- PROBLEM TO SOLVE
Every line of the material below should be copied exactly.

◇ ◇ ◇ ◇

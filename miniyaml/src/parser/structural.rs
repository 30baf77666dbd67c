use log::{debug, trace};

use crate::block::{Block, BlockError};
use crate::parser::error::ParseError;
use crate::parser::input::LineCursor;
use crate::parser::line::{self, Marker};
use crate::parser::{ParseFailure, ParserOptions};

const START_MARKER: &str = "---";
const END_MARKER: &str = "...";
const LITERAL_MARKER: &str = "|";

const START_MARKER_MISSING: &str =
    "Document marker not found (aka c-directives-end). Tip: start your document with '---'.";
const END_MARKER_MISSING: &str = "Document end marker not found (aka c-document-end). \
     Tip: end your document with '...' or check indentation levels.";

// ---------------------------------------------------------------------------
// Public API
// ---------------------------------------------------------------------------

/// Parse one explicit document out of `data`.
///
/// Anything before the `---` line or after the `...` line is ignored.
pub(crate) fn parse_document(data: &[u8], options: &ParserOptions) -> Result<Block, ParseFailure> {
    let mut state = ParseState::new(data, options);

    if !state.seek_start_marker() {
        return Err(ParseFailure {
            error: state.error_at_eof(START_MARKER_MISSING),
            partial: Block::new(),
        });
    }

    let mut root = Block::new();
    match state.parse_body(&mut root) {
        Ok(()) => Ok(root),
        Err(error) => {
            debug!("parse failed: {}", error);
            Err(ParseFailure {
                error,
                partial: root,
            })
        }
    }
}

// ---------------------------------------------------------------------------
// Parse state
// ---------------------------------------------------------------------------

struct ParseState<'a> {
    input: LineCursor<'a>,
    options: &'a ParserOptions,
}

impl<'a> ParseState<'a> {
    fn new(data: &'a [u8], options: &'a ParserOptions) -> Self {
        ParseState {
            input: LineCursor::new(data),
            options,
        }
    }

    fn seek_start_marker(&mut self) -> bool {
        while let Some(line) = self.input.read_logical_line() {
            if line.text == START_MARKER {
                debug!("start marker at line {}", line.number);
                return true;
            }
        }
        false
    }

    /// Everything between the markers, then the end marker itself.
    fn parse_body(&mut self, root: &mut Block) -> Result<(), ParseError> {
        let Some(first) = self.input.peek_logical_line() else {
            return Err(self.error_at_eof(END_MARKER_MISSING));
        };
        let indent = line::indent_width(&first.text).unwrap_or(0);

        self.parse_scope(root, indent, 0)?;

        match self.input.read_logical_line() {
            Some(line) if line.text == END_MARKER => {
                debug!("end marker at line {}", line.number);
                Ok(())
            }
            Some(line) => Err(ParseError::at_line(&line, END_MARKER_MISSING)),
            None => Err(self.error_at_eof(END_MARKER_MISSING)),
        }
    }

    /// Fill `container` with the items at exactly `indent`.
    ///
    /// Returns when a shallower line or the end marker is found; that line is
    /// left pushed back for the caller.
    fn parse_scope(
        &mut self,
        container: &mut Block,
        indent: usize,
        depth: usize,
    ) -> Result<(), ParseError> {
        trace!("enter scope indent={} depth={}", indent, depth);

        loop {
            let Some(line) = self.input.read_logical_line() else {
                return Err(self.error_at_eof(END_MARKER_MISSING));
            };
            if line.text == END_MARKER {
                self.input.push_back(line);
                break;
            }

            let Some(item) = line::classify(&line.text) else {
                return Err(ParseError::at_line(
                    &line,
                    format!("'key:' or '- sequence' expected, found: {}", line.text),
                ));
            };

            if item.indent > indent {
                return Err(ParseError::at_line(
                    &line,
                    format!(
                        "Mismatched map indentation, expected {} but was {}",
                        indent, item.indent
                    ),
                ));
            }
            if item.indent < indent {
                self.input.push_back(line);
                break;
            }

            let block_error = |e: BlockError| ParseError::at_line(&line, e.to_string());
            let child = match &item.marker {
                Marker::Key(key) => container.set_key(key.as_str(), Block::new()),
                Marker::Sequence | Marker::SequenceKey(_) => container.append(Block::new()),
            }
            .map_err(block_error)?;

            match &item.marker {
                Marker::SequenceKey(_) => {
                    // The key is parsed on the next pass, one column deeper,
                    // as the first entry of the item just appended.
                    let rewritten = line.with_text(item.unnest_key(&line.text));
                    self.input.push_back(rewritten);
                }
                Marker::Key(_) | Marker::Sequence if item.value == LITERAL_MARKER => {
                    let text = self.fold_literal(indent);
                    child.set_literal(text).map_err(block_error)?;
                }
                Marker::Key(_) | Marker::Sequence if !item.value.is_empty() => {
                    child.set_literal(item.value.as_str()).map_err(block_error)?;
                }
                Marker::Key(_) | Marker::Sequence => {}
            }

            if child.is_empty() {
                self.parse_nested(child, indent, depth)?;
            }
        }

        trace!("leave scope indent={} depth={}", indent, depth);
        Ok(())
    }

    /// Parse the deeper-indented lines following an empty item into `child`.
    /// Without any, the child stays empty.
    fn parse_nested(
        &mut self,
        child: &mut Block,
        indent: usize,
        depth: usize,
    ) -> Result<(), ParseError> {
        let Some(next) = self.input.peek_logical_line() else {
            return Ok(());
        };
        let Some(nested) = line::indent_width(&next.text) else {
            return Ok(());
        };
        if nested <= indent {
            return Ok(());
        }
        if depth + 1 > self.options.max_depth {
            return Err(ParseError::at_line(
                &next,
                format!(
                    "Nesting too deep: exceeded maximum depth of {}",
                    self.options.max_depth
                ),
            ));
        }
        self.parse_scope(child, nested, depth + 1)
    }

    /// Collect raw lines for a `|` literal until the end marker or an item at
    /// `indent` or shallower, which is pushed back.
    fn fold_literal(&mut self, indent: usize) -> String {
        let mut text = String::new();
        let mut count = 0usize;

        while let Some(line) = self.input.read_raw_line() {
            if line.text == END_MARKER || line::is_item_within(&line.text, indent) {
                self.input.push_back(line);
                break;
            }
            text.push_str(&line.text);
            text.push('\n');
            count += 1;
        }

        trace!("folded {} literal lines", count);
        text
    }

    fn error_at_eof(&self, message: &str) -> ParseError {
        ParseError::at(self.input.eof_line(), message).with_span(self.input.eof_span())
    }
}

◇ ◇ ◇ ◇

- WRITTEN SOLUTION
filename miniyaml/src/parser/structural.rs
repository 30baf77666dbd67c
use log::{debug, trace};

use crate::block::{Block, BlockError};
use crate::parser::error::ParseError;
use crate::parser::input::LineCursor;
use crate::parser::line::{self, Marker};
use crate::parser::{ParseFailure, ParserOptions};

const START_MARKER: &str = "---";
const END_MARKER: &str = "...";
const LITERAL_MARKER: &str = "|";

const START_MARKER_MISSING: &str =
    "Document marker not found (aka c-directives-end). Tip: start your document with '---'.";
const END_MARKER_MISSING: &str = "Document end marker not found (aka c-document-end). \
     Tip: end your document with '...' or check indentation levels.";

// ---------------------------------------------------------------------------
// Public API
// ---------------------------------------------------------------------------

/// Parse one explicit document out of `data`.
///
/// Anything before the `---` line or after the `...` line is ignored.
pub(crate) fn parse_document(data: &[u8], options: &ParserOptions) -> Result<Block, ParseFailure> {
    let mut state = ParseState::new(data, options);

    if !state.seek_start_marker() {
        return Err(ParseFailure {
            error: state.error_at_eof(START_MARKER_MISSING),
            partial: Block::new(),
        });
    }

    let mut root = Block::new();
    match state.parse_body(&mut root) {
        Ok(()) => Ok(root),
        Err(error) => {
            debug!("parse failed: {}", error);
            Err(ParseFailure {
                error,
                partial: root,
            })
        }
    }
}

// ---------------------------------------------------------------------------
// Parse state
// ---------------------------------------------------------------------------

struct ParseState<'a> {
    input: LineCursor<'a>,
    options: &'a ParserOptions,
}

impl<'a> ParseState<'a> {
    fn new(data: &'a [u8], options: &'a ParserOptions) -> Self {
        ParseState {
            input: LineCursor::new(data),
            options,
        }
    }

    fn seek_start_marker(&mut self) -> bool {
        while let Some(line) = self.input.read_logical_line() {
            if line.text == START_MARKER {
                debug!("start marker at line {}", line.number);
                return true;
            }
        }
        false
    }

    /// Everything between the markers, then the end marker itself.
    fn parse_body(&mut self, root: &mut Block) -> Result<(), ParseError> {
        let Some(first) = self.input.peek_logical_line() else {
            return Err(self.error_at_eof(END_MARKER_MISSING));
        };
        let indent = line::indent_width(&first.text).unwrap_or(0);

        self.parse_scope(root, indent, 0)?;

        match self.input.read_logical_line() {
            Some(line) if line.text == END_MARKER => {
                debug!("end marker at line {}", line.number);
                Ok(())
            }
            Some(line) => Err(ParseError::at_line(&line, END_MARKER_MISSING)),
            None => Err(self.error_at_eof(END_MARKER_MISSING)),
        }
    }

    /// Fill `container` with the items at exactly `indent`.
    ///
    /// Returns when a shallower line or the end marker is found; that line is
    /// left pushed back for the caller.
    fn parse_scope(
        &mut self,
        container: &mut Block,
        indent: usize,
        depth: usize,
    ) -> Result<(), ParseError> {
        trace!("enter scope indent={} depth={}", indent, depth);

        loop {
            let Some(line) = self.input.read_logical_line() else {
                return Err(self.error_at_eof(END_MARKER_MISSING));
            };
            if line.text == END_MARKER {
                self.input.push_back(line);
                break;
            }

            let Some(item) = line::classify(&line.text) else {
                return Err(ParseError::at_line(
                    &line,
                    format!("'key:' or '- sequence' expected, found: {}", line.text),
                ));
            };

            if item.indent > indent {
                return Err(ParseError::at_line(
                    &line,
                    format!(
                        "Mismatched map indentation, expected {} but was {}",
                        indent, item.indent
                    ),
                ));
            }
            if item.indent < indent {
                self.input.push_back(line);
                break;
            }

            let block_error = |e: BlockError| ParseError::at_line(&line, e.to_string());
            let child = match &item.marker {
                Marker::Key(key) => container.set_key(key.as_str(), Block::new()),
                Marker::Sequence | Marker::SequenceKey(_) => container.append(Block::new()),
            }
            .map_err(block_error)?;

            match &item.marker {
                Marker::SequenceKey(_) => {
                    // The key is parsed on the next pass, one column deeper,
                    // as the first entry of the item just appended.
                    let rewritten = line.with_text(item.unnest_key(&line.text));
                    self.input.push_back(rewritten);
                }
                Marker::Key(_) | Marker::Sequence if item.value == LITERAL_MARKER => {
                    let text = self.fold_literal(indent);
                    child.set_literal(text).map_err(block_error)?;
                }
                Marker::Key(_) | Marker::Sequence if !item.value.is_empty() => {
                    child.set_literal(item.value.as_str()).map_err(block_error)?;
                }
                Marker::Key(_) | Marker::Sequence => {}
            }

            if child.is_empty() {
                self.parse_nested(child, indent, depth)?;
            }
        }

        trace!("leave scope indent={} depth={}", indent, depth);
        Ok(())
    }

    /// Parse the deeper-indented lines following an empty item into `child`.
    /// Without any, the child stays empty.
    fn parse_nested(
        &mut self,
        child: &mut Block,
        indent: usize,
        depth: usize,
    ) -> Result<(), ParseError> {
        let Some(next) = self.input.peek_logical_line() else {
            return Ok(());
        };
        let Some(nested) = line::indent_width(&next.text) else {
            return Ok(());
        };
        if nested <= indent {
            return Ok(());
        }
        if depth + 1 > self.options.max_depth {
            return Err(ParseError::at_line(
                &next,
                format!(
                    "Nesting too deep: exceeded maximum depth of {}",
                    self.options.max_depth
                ),
            ));
        }
        self.parse_scope(child, nested, depth + 1)
    }

    /// Collect raw lines for a `|` literal until the end marker or an item at
    /// `indent` or shallower, which is pushed back.
    fn fold_literal(&mut self, indent: usize) -> String {
        let mut text = String::new();
        let mut count = 0usize;

        while let Some(line) = self.input.read_raw_line() {
            if line.text == END_MARKER || line::is_item_within(&line.text, indent) {
                self.input.push_back(line);
                break;
            }
            text.push_str(&line.text);
            text.push('\n');
            count += 1;
        }

        trace!("folded {} literal lines", count);
        text
    }

    fn error_at_eof(&self, message: &str) -> ParseError {
        ParseError::at(self.input.eof_line(), message).with_span(self.input.eof_span())
    }
}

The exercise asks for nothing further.